● WHAT TO DO
Count the lines below that contain the word "path", and give only that number.

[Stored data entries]
--*--
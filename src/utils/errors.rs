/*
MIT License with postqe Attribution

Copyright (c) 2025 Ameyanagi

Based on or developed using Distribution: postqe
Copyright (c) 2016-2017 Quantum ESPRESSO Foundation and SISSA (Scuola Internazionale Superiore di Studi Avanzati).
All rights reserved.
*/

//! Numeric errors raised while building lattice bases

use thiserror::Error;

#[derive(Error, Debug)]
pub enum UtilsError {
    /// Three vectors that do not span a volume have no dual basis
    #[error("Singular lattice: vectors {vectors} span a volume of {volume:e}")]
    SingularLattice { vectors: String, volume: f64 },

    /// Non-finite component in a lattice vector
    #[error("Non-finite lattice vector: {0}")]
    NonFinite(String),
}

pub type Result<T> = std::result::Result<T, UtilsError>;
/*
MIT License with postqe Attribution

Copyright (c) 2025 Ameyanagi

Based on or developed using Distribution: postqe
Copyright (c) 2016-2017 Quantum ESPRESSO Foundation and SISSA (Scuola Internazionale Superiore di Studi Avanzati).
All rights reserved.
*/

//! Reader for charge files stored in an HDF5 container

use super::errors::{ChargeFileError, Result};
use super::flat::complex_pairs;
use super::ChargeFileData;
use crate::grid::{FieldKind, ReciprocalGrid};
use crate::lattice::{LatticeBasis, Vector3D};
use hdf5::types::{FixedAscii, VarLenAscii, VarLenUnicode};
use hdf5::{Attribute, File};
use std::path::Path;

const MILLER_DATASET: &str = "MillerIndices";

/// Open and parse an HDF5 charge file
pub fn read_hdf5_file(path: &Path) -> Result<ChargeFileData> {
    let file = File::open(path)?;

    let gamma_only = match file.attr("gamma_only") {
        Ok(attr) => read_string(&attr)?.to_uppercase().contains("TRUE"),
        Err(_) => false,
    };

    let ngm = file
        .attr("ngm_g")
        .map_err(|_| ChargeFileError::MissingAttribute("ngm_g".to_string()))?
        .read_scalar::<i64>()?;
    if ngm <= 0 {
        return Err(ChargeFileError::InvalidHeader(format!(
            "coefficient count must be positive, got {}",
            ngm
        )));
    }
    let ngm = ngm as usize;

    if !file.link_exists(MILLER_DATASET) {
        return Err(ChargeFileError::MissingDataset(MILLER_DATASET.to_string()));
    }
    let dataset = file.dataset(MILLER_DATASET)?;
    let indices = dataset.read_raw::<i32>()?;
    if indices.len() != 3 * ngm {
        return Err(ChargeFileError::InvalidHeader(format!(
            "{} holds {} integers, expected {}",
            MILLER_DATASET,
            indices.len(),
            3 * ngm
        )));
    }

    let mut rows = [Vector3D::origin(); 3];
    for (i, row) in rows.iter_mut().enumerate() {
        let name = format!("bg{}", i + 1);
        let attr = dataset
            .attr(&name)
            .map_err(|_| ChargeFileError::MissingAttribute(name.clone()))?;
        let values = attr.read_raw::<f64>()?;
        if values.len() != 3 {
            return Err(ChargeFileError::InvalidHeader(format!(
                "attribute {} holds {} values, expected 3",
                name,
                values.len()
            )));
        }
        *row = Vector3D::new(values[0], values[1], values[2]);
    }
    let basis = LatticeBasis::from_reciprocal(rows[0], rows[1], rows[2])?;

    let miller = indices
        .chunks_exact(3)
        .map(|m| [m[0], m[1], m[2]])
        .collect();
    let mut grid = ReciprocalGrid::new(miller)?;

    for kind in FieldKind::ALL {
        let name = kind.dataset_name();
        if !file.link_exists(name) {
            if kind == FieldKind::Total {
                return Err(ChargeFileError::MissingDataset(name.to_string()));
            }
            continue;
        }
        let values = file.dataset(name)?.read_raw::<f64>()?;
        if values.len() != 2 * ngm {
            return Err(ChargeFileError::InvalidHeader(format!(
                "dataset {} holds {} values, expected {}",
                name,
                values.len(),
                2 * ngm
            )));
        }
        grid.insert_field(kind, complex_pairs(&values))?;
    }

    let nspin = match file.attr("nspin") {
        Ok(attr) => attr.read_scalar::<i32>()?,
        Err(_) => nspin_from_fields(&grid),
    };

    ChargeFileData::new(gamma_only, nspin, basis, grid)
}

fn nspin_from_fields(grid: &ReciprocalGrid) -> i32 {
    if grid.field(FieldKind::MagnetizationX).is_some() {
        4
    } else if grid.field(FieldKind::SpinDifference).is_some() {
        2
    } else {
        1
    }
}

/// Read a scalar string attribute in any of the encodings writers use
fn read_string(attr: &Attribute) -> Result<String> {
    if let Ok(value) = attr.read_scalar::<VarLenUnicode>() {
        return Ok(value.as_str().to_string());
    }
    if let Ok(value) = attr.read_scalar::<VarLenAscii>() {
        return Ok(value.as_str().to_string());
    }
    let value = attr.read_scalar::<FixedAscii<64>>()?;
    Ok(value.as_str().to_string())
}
--*--
● COMPLETED EXERCISE
3